# It's my turn - BMW 1996 E36 4dr



## jackbauer (Jan 12, 2008)

I used an 11.5" forklift motor in my 96 E36 conversion so all being equal a warp11 should fit fine.


----------



## dimitri (May 16, 2008)

got8 said:


> Parts that I am considering:
> -WarpDrive
> -Warp11 ? will it fit my car, steering rack clearance. will see.
> -charger wil decide later.
> ...


What range do you expect to get with these batts and Warp11? My guess you'd get about 10-15 miles on flat road if you are lucky and take it slow. If you like good acceleration, then you'd probably get 7-10 miles range.


----------



## esoneson (Sep 1, 2008)

got8,

'96 E36 is my dream vehicle for an EV.
I will be watching your build intently as I did JackBauer.

got8, you're not related to Kate, are you?


----------



## got8 (Feb 3, 2010)

jackbauer said:


> I used an 11.5" forklift motor in my 96 E36 conversion so all being equal a warp11 should fit fine.



Thanks for the fit confirmation. should be ordering the Warp11 very soon.
at the mean time I will take the ICE out and source the motor coupler.


----------



## got8 (Feb 3, 2010)

dimitri said:


> What range do you expect to get with these batts and Warp11? My guess you'd get about 10-15 miles on flat road if you are lucky and take it slow.

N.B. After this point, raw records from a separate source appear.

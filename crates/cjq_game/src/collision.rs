//! Axis-aware swept collision tests between the cat and level geometry.
//!
//! Instead of a general move-and-slide, each obstacle kind gets a test
//! specialized to the one direction it can block:
//!
//!  - **Platforms** are one-way floors: only downward motion collides. The
//!    swept rectangle spans the full fall distance appended *below* the
//!    current collider, so a fast fall cannot tunnel through within one
//!    tick. At rest (`delta_y == 0`) an exact overlap counts — this is what
//!    keeps a landed cat landed.
//!  - **Walls** block exactly one horizontal direction (a left wall blocks
//!    motion to the left, a right wall motion to the right). An existing
//!    interpenetration always counts; otherwise a swept strip covering the
//!    tick's horizontal travel is tested, and only when moving toward the
//!    blocking side.
//!  - **The portal** is a trigger, not a solid: the collider's projected
//!    next origin (a point) or a current overlap both fire it.
//!
//! All tests read the collider rectangles as they were at the start of the
//! tick; anchor snaps applied by the controller do not refresh them until
//! the next integration pass.

use cjq_core::animation::EntityKind;
use cjq_core::geom::Rect;
use glam::Vec2;

/// One-way platform test along the vertical motion delta.
pub fn collide_platform(cat_coll: Rect, delta_y: f32, platform: Rect) -> bool {
    if delta_y > 0.0 {
        let swept = Rect::new(cat_coll.x, cat_coll.y + cat_coll.h, cat_coll.w, delta_y);
        swept.overlaps(&platform)
    } else if delta_y < 0.0 {
        false
    } else {
        cat_coll.overlaps(&platform)
    }
}

/// Directional wall test. `wall_kind` must be `WallLeft` or `WallRight`;
/// any other kind never collides.
pub fn collide_wall(cat_coll: Rect, delta_x: f32, wall_kind: EntityKind, wall: Rect) -> bool {
    if cat_coll.overlaps(&wall) {
        return true;
    }
    if wall_kind == EntityKind::WallLeft && delta_x < 0.0 {
        let swept = Rect::new(cat_coll.x + delta_x, cat_coll.y, -delta_x, cat_coll.h);
        return swept.overlaps(&wall);
    }
    if wall_kind == EntityKind::WallRight && delta_x > 0.0 {
        let swept = Rect::new(cat_coll.x + cat_coll.w, cat_coll.y, delta_x, cat_coll.h);
        return swept.overlaps(&wall);
    }
    false
}

/// Portal trigger test: projected collider origin or current overlap.
pub fn collide_portal(cat_coll: Rect, delta: Vec2, portal: Rect) -> bool {
    let next = Vec2::new(cat_coll.x + delta.x, cat_coll.y + delta.y);
    portal.contains(next) || cat_coll.overlaps(&portal)
}
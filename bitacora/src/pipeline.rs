use std::collections::BTreeSet;

use chrono::NaiveDate;

use bitacora_core::{
    Alignment, AlignedSet, BitacoraError, PipelineState, Series, SeriesKey, cutoff,
    filter_since, forward_fill, intersect_aligned, merge_aligned, normalize, resample,
};

use crate::Bitacora;
use crate::fetch::RawSnapshot;
use crate::render::{RenderFrame, RenderedSeries};

impl Bitacora {
    /// Run Merge → Fill → Filter → Normalize over cached raw data.
    ///
    /// Under `Granularity::Monthly` each active series is first collapsed to
    /// its last value per month, dated the first of the month.
    ///
    /// Synchronous and deterministic: the same snapshot, state and date always
    /// produce the same frame. Inactive series appear in the frame with
    /// `visible == false` and no points.
    ///
    /// Per-series problems become warnings on the frame:
    /// - an active series with nothing left after the window → `NoDataInRange`;
    /// - a relative lens without a usable base → `DegenerateNormalization`,
    ///   and the series is shown in real values.
    ///
    /// # Errors
    /// - `NoDataInRange` when at least one series is active and none of them
    ///   has a point inside the window.
    /// - `NoDataInRange` under intersection alignment when the active series
    ///   share no date.
    #[cfg_attr(
        feature = "tracing",
        tracing::instrument(
            name = "bitacora::pipeline::run_pipeline",
            skip(self, raw),
            fields(period = %state.period, mode = %state.mode, active = state.active.len()),
        )
    )]
    pub fn run_pipeline(
        &self,
        raw: &RawSnapshot,
        state: &PipelineState,
    ) -> Result<RenderFrame, BitacoraError> {
        let today = self.today();
        let since = cutoff(state.period, today, self.cfg.all_horizon_years);

        let aligned = self.align_active(raw, state)?;

        let mut warnings: Vec<BitacoraError> = raw.warnings.clone();
        let mut series: Vec<RenderedSeries> = Vec::with_capacity(self.entries.len());
        for e in &self.entries {
            let visible = state.is_active(e.key);
            let mut out = RenderedSeries {
                key: e.key,
                meta: e.meta.clone(),
                visible,
                plotted: Series::empty(),
                real: Series::empty(),
                applied: state.mode,
                base: None,
            };
            if visible {
                let projected = aligned.get(e.key).cloned().unwrap_or_default();
                let filled = forward_fill(&projected, self.cfg.max_gap_days);
                let windowed = filter_since(&filled, since);
                if windowed.is_empty() {
                    warnings.push(BitacoraError::no_data(format!(
                        "{} for {}",
                        e.key, state.period
                    )));
                }
                let normalized = normalize(&windowed, state.mode);
                if !windowed.is_empty() && normalized.is_degenerate(state.mode) {
                    #[cfg(feature = "tracing")]
                    tracing::debug!(series = %e.key, mode = %state.mode, "no usable base; showing real values");
                    warnings.push(BitacoraError::degenerate(e.key.as_str()));
                }
                out.applied = normalized.applied;
                out.base = normalized.base;
                out.plotted = normalized.series;
                out.real = windowed;
            }
            series.push(out);
        }

        if !state.active.is_empty() && series.iter().filter(|s| s.visible).all(|s| s.real.is_empty())
        {
            return Err(BitacoraError::no_data(format!(
                "every active series for {}",
                state.period
            )));
        }

        let axis: BTreeSet<NaiveDate> = series
            .iter()
            .filter(|s| s.visible)
            .flat_map(|s| s.plotted.dates())
            .collect();

        Ok(RenderFrame {
            state: state.clone(),
            cutoff: since,
            today,
            axis: axis.into_iter().collect(),
            series,
            warnings,
        })
    }

    fn align_active(
        &self,
        raw: &RawSnapshot,
        state: &PipelineState,
    ) -> Result<AlignedSet, BitacoraError> {
        let inputs: Vec<(SeriesKey, Series)> = self
            .entries
            .iter()
            .filter(|e| state.is_active(e.key))
            .map(|e| {
                let s = raw
                    .get(e.key)
                    .map(|s| resample(s, self.cfg.granularity))
                    .unwrap_or_default();
                (e.key, s)
            })
            .collect();
        let any_data = inputs.iter().any(|(_, s)| !s.is_empty());

        match self.cfg.alignment {
            Alignment::Intersection => {
                let aligned = intersect_aligned(inputs);
                if aligned.axis.is_empty() && any_data {
                    return Err(BitacoraError::no_data("common dates across active series"));
                }
                Ok(aligned)
            }
            _ => Ok(merge_aligned(inputs)),
        }
    }
}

If you like good acceleration, then you'd probably get 7-10 miles range.


Range at this point is not priority for me. I am trying to get all the physical parts together and working first. I do have plan for a lot better range. the AMSTRON batt are good for experiment.


----------



## got8 (Feb 3, 2010)

esoneson said:


> got8,
> 
> '96 E36 is my dream vehicle for an EV.
> I will be watching your build intently as I did JackBauer.
> ...


I am very excited about this donor too.
No I am not related to Kate.
I'm acting like I know who Kate is.


----------



## EVfun (Mar 14, 2010)

Why a WarP 11? A larger motor doesn't make a more powerful EV. The volts and amps you can feed the motor make a more powerful EV. Very few vehicles need a motor that large and that isn't one of them unless its a single motor without a transmission.


----------



## esoneson (Sep 1, 2008)

got8 said:


> I am very excited about this donor too.
> No I am not related to Kate.
> I'm acting like I know who Kate is.



Sorry, a very popular TV show in the States "Jon and Kate Plus 8"
they 'got' 8 1 set of twins 1 set of sextuplets. Show canceled when they
broke up and Kate is on her own with the kids. Never watched it.

Now I'm afraid to ask what got8 means......


----------



## got8 (Feb 3, 2010)

EVfun said:


> Why a WarP 11? A larger motor doesn't make a more powerful EV. The volts and amps you can feed the motor make a more powerful EV. Very few vehicles need a motor that large and that isn't one of them unless its a single motor without a transmission.


hope I got a good match with the motor and donor. I allways thought the bigger the motor the more power it can produce.


----------



## got8 (Feb 3, 2010)

esoneson said:


> Sorry, a very popular TV show in the States "Jon and Kate Plus 8"
> they 'got' 8 1 set of twins 1 set of sextuplets. Show canceled when they
> broke up and Kate is on her own with the kids. Never watched it.
> 
> Now I'm afraid to ask what got8 means......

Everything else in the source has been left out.